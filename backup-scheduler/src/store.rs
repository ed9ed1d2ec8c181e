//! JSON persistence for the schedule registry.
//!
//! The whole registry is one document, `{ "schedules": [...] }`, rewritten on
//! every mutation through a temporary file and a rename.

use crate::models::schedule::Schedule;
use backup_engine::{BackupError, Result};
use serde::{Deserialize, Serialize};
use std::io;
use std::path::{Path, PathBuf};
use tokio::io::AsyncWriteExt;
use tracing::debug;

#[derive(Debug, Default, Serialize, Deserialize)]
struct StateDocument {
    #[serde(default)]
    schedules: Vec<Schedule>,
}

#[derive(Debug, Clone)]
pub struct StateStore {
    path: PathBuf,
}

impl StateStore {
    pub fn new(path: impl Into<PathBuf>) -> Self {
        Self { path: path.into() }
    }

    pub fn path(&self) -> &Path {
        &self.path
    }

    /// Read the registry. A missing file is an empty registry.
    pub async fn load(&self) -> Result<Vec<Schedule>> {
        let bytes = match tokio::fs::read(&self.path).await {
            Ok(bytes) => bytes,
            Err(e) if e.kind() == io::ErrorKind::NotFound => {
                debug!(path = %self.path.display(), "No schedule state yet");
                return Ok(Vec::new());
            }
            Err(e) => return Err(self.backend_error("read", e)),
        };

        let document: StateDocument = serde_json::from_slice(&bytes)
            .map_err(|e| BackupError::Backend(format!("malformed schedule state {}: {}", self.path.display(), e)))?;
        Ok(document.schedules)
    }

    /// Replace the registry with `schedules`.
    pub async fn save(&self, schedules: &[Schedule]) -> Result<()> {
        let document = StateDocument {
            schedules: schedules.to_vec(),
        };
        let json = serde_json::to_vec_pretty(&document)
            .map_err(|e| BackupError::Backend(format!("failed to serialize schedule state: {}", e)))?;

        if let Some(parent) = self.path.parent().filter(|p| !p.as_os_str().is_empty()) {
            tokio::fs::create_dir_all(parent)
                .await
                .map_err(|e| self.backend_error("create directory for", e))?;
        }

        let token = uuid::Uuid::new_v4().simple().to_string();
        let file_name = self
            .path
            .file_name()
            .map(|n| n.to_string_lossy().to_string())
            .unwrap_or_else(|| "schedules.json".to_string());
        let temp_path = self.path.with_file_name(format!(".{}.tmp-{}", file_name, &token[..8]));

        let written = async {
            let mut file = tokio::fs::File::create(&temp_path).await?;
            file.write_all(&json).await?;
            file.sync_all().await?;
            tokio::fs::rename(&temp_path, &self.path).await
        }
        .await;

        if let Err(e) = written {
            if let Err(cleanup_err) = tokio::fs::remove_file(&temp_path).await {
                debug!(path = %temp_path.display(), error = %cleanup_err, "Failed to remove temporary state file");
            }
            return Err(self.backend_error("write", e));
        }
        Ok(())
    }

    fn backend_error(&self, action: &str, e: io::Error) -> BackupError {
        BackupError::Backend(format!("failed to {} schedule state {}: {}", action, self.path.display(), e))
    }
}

═══

**Instructions for the task:**
The required answer is the exact run of lines above starting at the line with "use std::io;" and ending at the line with "an empty registry.", with both ends present.

**Written response:**
use std::io;
use std::path::{Path, PathBuf};
use tokio::io::AsyncWriteExt;
use tracing::debug;

#[derive(Debug, Default, Serialize, Deserialize)]
struct StateDocument {
    #[serde(default)]
    schedules: Vec<Schedule>,
}

#[derive(Debug, Clone)]
pub struct StateStore {
    path: PathBuf,
}

impl StateStore {
    pub fn new(path: impl Into<PathBuf>) -> Self {
        Self { path: path.into() }
    }

    pub fn path(&self) -> &Path {
        &self.path
    }

    /// Read the registry. A missing file is an empty registry.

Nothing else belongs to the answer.